Urszula Łapińska, PDRA, University of Exeter, UK
To address this gap, Łapińska and the team began with the hypothesis that variations in how bacteria respond to drugs could be driven by the varying drug transport rates between individual cells. To test this, the team used a multi-analytical approach, combining microfluidics-microscopy, bacteria that pose a health threat – namely Escherichia coli, Pseudomonas aeruginosa, Burkholderia cenocepacia and Staphylococcus aureus and fluorescent probes derived from antibiotics by Dr Mark Blaskovich at the University of Queensland. This approach allowed the team to examine the interactions between commonplace antibiotics and many live, individual bacteria in real-time, during drug dosage. By combining this approach with mathematical modeling techniques developed by Prof Krasimira Tsaneva-Atanasova at the University of Exeter, the team obtained data that they could use to quickly and efficiently identify individual bacteria that are antibiotic resistant.

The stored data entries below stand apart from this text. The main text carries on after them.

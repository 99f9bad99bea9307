#![forbid(unsafe_code)]

pub mod bridge;
pub mod config;
pub mod dom;
pub mod error;
pub mod host;
pub mod identity;
pub mod item;
pub mod metadata;
pub mod monitor;
pub mod observer;
pub mod pipeline;
pub mod service;
pub mod timer;
pub mod webhook;

pub use bridge::{BridgeError, Configuration, ConfigurationSource, ShimBridge, StaticConfiguration};
pub use config::{ActivityConfig, PlayerSelectors};
pub use error::ActivityError;
pub use host::{ElementSpec, HostEvent};
pub use identity::MediaIdentity;
pub use item::{Item, ItemKind};
pub use metadata::{HttpMetadataClient, MetadataClient, MetadataError, MetadataOptions, VideoMetadataResponse};
pub use monitor::{
    ActivityEvent, ActivityEventKind, EventBus, EventRing, PlayerMonitor, SessionState, Subscription,
};
pub use pipeline::Pipeline;
pub use service::ActivityService;
pub use webhook::{
    notification_channel, Notification, WebhookConfig, WebhookDispatcher, WebhookPayload,
};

Their analyses demonstrated that fast-growing individuals within a colony avoid the accumulation of macrolides within their cells – a discovery that contrasts with current thinking that slow cell growth is the major contributor to survival to antibiotics without genetic variation. This avoidance is enabled by a significantly higher amount of ribosomes before drug treatment, compared to the individuals' slow-growing counterparts. Ribosomes enable essential cellular processes, including efflux – a system that pumps toxic substances, such as antimicrobial compounds, out of the cell.
Using this new knowledge, the researchers then showed that chemically manipulating the outer membrane of the bacterial cells allows to eradicate fast-growing variants that exhibit low macrolide accumulation, therefore aiding our fight against antibiotic resistance.
"This work reveals a hitherto unrecognized survival strategy in some members of bacterial colonies ," concludes Dr Stefano Pagliara, Senior Lecturer in Microfluidics at the University of Exeter, UK. "These insights will directly benefit microbiologists and clinicians who are working on the development of more effective antibiotic therapies. In the longer term, we hope that using our novel approach in clinical settings will help inform the design of improved drugs and help us in the fight against antibiotic resistance."
Łapińska, U., et al. (2022) Fast bacterial growth reduces antibiotic accumulation and efficacy. eLife. doi.org/10.7554/eLife.74062.